### What you should do
The response should hold each line from the entries below where "this" is found.

═══ Records for processing ═══

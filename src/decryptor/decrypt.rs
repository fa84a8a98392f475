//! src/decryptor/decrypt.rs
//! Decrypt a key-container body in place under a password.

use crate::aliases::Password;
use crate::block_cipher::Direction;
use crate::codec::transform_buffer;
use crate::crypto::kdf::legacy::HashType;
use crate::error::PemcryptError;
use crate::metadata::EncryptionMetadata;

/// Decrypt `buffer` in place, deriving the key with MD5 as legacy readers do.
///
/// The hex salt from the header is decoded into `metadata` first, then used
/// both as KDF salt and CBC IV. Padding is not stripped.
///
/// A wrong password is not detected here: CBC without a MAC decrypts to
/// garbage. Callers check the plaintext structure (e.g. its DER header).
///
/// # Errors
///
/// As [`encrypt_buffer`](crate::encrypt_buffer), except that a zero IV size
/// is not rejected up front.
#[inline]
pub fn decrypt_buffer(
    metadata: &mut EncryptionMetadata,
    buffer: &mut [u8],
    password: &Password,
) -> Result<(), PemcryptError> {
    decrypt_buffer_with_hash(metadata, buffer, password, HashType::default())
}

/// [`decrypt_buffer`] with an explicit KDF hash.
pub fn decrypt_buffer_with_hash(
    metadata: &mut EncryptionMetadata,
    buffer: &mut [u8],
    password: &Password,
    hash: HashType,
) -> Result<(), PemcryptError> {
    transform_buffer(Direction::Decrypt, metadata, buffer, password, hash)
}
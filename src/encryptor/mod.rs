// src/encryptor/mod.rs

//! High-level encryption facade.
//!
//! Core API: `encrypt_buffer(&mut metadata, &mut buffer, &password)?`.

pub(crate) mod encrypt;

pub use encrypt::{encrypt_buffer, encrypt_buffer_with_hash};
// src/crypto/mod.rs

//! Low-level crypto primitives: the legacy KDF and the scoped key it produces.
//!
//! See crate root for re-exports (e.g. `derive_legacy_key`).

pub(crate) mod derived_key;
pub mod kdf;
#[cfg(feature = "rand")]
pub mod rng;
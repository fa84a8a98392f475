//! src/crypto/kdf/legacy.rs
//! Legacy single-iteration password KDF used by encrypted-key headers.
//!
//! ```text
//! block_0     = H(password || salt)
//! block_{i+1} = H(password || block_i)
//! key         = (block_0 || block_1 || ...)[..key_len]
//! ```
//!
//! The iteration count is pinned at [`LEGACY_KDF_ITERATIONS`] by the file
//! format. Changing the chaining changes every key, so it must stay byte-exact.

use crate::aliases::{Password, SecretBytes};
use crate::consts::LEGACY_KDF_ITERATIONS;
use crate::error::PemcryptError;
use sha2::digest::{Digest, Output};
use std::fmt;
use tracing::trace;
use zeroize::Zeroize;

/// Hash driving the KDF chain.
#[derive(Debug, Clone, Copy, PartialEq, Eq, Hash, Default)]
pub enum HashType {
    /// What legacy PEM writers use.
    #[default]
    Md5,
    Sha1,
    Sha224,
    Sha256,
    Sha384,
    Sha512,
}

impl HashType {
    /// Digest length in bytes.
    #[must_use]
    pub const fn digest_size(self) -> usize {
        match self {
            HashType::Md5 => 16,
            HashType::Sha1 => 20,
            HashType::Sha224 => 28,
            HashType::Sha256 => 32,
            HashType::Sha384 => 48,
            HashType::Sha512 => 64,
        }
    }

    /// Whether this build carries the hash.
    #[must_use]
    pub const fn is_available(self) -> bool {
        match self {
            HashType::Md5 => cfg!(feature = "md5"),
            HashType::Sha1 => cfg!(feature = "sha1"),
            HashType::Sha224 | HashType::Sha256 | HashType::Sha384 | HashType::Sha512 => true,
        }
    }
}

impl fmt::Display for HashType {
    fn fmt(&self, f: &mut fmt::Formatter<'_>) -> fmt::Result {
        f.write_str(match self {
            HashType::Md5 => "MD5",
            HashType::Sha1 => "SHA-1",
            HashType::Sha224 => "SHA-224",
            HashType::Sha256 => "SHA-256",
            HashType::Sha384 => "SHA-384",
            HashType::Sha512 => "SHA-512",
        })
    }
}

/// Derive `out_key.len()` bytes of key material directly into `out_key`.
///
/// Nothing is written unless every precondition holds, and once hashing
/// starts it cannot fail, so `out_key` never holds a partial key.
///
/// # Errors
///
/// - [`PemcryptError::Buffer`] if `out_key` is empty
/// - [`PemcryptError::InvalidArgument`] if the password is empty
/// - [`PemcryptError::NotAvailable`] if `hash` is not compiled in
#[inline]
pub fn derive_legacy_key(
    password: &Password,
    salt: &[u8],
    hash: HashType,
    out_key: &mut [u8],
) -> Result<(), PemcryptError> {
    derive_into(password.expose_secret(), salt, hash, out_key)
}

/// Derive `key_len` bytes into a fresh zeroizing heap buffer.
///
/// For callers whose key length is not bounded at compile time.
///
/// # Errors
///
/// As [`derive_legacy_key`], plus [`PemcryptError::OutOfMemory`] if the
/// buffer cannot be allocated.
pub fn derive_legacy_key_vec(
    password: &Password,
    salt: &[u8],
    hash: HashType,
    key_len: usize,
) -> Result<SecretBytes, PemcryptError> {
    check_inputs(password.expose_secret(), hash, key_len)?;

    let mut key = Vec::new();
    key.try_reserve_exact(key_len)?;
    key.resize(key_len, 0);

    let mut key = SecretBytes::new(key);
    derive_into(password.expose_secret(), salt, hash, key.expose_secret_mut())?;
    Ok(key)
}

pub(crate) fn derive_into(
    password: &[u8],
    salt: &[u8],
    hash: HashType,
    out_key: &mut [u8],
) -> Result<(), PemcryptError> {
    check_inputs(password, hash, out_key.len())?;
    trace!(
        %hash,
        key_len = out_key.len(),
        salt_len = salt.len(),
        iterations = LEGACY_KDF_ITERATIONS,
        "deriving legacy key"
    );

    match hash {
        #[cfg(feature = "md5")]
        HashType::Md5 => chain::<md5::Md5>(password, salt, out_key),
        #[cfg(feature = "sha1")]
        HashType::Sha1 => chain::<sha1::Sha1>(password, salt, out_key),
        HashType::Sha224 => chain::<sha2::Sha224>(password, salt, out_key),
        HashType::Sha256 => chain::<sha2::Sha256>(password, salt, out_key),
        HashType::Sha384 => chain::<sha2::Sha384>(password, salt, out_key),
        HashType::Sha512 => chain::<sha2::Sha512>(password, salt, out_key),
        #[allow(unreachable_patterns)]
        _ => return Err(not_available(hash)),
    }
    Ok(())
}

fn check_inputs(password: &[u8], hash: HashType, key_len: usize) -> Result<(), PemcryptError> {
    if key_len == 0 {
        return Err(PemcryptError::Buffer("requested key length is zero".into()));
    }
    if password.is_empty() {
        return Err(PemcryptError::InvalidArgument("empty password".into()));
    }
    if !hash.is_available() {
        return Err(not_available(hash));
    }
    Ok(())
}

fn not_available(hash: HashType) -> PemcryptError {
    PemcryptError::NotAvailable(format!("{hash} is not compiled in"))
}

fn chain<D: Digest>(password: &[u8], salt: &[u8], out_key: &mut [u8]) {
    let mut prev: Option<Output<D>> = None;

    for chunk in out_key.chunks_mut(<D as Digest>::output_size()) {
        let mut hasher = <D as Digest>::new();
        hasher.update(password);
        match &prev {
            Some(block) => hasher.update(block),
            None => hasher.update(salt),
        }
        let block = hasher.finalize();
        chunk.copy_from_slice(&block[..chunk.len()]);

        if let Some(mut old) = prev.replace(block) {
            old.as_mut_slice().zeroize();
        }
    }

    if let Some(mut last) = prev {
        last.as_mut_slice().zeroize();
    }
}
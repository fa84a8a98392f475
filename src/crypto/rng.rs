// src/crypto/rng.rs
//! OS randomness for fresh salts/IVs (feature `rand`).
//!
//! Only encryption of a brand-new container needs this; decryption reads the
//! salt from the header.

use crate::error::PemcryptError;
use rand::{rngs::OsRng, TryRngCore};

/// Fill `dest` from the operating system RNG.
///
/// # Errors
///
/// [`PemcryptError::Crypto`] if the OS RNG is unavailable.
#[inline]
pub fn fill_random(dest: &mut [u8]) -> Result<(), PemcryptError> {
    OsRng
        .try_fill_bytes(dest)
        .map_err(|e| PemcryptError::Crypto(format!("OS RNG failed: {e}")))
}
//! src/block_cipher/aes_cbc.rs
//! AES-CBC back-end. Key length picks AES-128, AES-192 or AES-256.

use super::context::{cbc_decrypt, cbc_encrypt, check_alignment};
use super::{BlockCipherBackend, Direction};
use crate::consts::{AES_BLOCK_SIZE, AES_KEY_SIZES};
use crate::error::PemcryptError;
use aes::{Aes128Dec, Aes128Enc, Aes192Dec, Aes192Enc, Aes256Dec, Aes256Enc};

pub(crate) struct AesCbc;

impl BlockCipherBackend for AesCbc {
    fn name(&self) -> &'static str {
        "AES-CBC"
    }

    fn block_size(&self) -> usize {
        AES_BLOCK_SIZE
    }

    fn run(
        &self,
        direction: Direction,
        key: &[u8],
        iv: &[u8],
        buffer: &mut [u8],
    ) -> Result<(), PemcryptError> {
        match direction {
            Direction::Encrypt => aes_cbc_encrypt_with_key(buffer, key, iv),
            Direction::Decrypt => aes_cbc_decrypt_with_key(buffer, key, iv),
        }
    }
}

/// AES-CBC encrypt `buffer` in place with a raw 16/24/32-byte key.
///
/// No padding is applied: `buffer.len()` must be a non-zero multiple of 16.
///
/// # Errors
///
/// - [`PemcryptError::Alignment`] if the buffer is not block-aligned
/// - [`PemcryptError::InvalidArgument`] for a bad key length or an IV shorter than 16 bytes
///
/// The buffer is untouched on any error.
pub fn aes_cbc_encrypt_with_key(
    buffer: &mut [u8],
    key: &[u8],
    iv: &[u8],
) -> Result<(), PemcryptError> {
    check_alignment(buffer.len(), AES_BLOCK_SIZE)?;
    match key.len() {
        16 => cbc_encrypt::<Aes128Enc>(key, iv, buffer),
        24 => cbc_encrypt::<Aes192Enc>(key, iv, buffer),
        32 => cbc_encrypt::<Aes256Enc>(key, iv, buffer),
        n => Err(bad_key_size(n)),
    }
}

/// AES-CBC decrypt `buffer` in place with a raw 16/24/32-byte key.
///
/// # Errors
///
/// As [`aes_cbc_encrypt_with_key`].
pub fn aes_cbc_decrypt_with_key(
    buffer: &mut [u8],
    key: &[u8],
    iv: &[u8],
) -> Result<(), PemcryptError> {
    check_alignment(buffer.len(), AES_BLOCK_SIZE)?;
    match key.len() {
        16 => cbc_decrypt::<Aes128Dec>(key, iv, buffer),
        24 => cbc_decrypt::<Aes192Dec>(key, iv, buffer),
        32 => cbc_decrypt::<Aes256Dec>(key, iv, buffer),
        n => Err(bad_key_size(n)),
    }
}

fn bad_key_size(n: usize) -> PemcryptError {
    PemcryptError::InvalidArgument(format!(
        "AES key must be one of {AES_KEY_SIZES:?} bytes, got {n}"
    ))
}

═══
═══ Records for processing ═══

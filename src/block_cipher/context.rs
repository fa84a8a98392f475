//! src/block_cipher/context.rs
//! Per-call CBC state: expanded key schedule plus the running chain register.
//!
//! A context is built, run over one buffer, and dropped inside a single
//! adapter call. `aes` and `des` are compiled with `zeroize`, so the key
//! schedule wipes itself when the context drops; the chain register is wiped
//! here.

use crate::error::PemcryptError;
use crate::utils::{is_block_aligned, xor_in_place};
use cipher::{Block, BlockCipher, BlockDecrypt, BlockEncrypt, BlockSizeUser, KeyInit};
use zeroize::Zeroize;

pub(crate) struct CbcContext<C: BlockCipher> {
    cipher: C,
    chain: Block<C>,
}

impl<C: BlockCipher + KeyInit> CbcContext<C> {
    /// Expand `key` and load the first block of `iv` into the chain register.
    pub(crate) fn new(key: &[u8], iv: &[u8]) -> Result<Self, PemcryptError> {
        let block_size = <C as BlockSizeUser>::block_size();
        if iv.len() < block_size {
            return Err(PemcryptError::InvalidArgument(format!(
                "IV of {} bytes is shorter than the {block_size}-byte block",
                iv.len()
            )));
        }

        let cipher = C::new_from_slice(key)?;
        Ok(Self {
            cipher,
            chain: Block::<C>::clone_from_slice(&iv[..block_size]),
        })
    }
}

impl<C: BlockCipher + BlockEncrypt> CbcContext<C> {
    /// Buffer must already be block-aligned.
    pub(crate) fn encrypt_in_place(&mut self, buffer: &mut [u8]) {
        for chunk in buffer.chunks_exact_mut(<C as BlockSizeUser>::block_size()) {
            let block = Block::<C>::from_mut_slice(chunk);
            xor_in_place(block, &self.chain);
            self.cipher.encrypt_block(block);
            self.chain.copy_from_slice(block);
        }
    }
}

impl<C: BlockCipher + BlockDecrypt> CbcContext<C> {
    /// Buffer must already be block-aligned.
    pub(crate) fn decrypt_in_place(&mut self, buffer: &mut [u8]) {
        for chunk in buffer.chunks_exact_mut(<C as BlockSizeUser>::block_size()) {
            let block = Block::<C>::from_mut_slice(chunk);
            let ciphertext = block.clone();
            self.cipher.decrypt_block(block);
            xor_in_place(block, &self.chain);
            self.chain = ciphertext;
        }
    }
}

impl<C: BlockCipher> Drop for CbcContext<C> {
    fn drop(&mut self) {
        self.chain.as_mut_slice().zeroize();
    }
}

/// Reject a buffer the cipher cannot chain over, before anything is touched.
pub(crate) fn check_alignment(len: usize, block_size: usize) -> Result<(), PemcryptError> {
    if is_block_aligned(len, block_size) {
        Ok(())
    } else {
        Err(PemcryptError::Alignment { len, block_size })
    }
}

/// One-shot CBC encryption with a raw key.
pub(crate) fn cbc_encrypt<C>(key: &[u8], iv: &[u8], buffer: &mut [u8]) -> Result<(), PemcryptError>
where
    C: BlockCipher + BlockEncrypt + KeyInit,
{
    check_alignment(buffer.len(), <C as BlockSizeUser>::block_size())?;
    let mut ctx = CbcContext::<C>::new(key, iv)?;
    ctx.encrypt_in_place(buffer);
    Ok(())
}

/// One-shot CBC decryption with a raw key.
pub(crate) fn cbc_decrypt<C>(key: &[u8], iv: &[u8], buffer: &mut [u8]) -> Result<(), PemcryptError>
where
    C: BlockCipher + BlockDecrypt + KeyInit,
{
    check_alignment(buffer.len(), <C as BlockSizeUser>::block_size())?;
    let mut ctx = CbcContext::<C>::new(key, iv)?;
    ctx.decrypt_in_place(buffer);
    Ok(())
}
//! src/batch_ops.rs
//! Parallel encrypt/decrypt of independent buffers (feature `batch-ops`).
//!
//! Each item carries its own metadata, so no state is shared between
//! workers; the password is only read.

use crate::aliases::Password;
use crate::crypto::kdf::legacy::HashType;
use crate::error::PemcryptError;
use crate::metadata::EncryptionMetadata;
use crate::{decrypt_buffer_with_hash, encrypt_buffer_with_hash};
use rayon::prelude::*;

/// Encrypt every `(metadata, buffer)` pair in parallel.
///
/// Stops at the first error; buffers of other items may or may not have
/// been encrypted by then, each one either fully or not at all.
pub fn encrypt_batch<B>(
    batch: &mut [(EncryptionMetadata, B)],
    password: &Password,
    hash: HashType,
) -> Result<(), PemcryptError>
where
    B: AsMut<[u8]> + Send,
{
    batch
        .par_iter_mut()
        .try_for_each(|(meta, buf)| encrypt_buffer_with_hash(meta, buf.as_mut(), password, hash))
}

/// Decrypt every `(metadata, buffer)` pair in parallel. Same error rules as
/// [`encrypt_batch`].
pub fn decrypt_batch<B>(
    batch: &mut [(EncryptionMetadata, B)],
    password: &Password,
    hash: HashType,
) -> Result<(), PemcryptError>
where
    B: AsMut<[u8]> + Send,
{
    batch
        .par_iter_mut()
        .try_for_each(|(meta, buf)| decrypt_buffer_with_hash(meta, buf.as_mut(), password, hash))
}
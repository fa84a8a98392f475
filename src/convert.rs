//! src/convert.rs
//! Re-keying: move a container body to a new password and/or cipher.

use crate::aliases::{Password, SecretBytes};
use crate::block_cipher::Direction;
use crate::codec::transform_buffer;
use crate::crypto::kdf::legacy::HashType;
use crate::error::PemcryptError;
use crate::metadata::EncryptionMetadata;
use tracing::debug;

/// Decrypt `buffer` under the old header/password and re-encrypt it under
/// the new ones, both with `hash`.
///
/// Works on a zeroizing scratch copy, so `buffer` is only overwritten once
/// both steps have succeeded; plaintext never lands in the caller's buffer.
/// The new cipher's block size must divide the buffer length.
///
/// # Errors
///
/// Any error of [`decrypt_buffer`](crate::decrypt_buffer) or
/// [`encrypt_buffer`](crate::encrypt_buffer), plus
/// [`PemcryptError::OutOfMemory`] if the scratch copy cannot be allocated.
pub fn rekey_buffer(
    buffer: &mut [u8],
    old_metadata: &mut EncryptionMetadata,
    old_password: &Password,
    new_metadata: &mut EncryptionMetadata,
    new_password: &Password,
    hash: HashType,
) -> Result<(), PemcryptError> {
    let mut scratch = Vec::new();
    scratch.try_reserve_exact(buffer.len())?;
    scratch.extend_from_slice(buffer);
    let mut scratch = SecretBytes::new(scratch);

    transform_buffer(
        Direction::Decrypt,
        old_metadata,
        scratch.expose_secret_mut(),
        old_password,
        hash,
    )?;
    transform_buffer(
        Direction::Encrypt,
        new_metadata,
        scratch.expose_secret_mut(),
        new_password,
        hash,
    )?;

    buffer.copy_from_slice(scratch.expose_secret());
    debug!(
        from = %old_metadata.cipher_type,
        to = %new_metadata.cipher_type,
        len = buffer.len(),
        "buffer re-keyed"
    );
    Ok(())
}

═══

### Written answer
    /// Whether this build carries the hash.
//! Only encryption of a brand-new container needs this; decryption reads the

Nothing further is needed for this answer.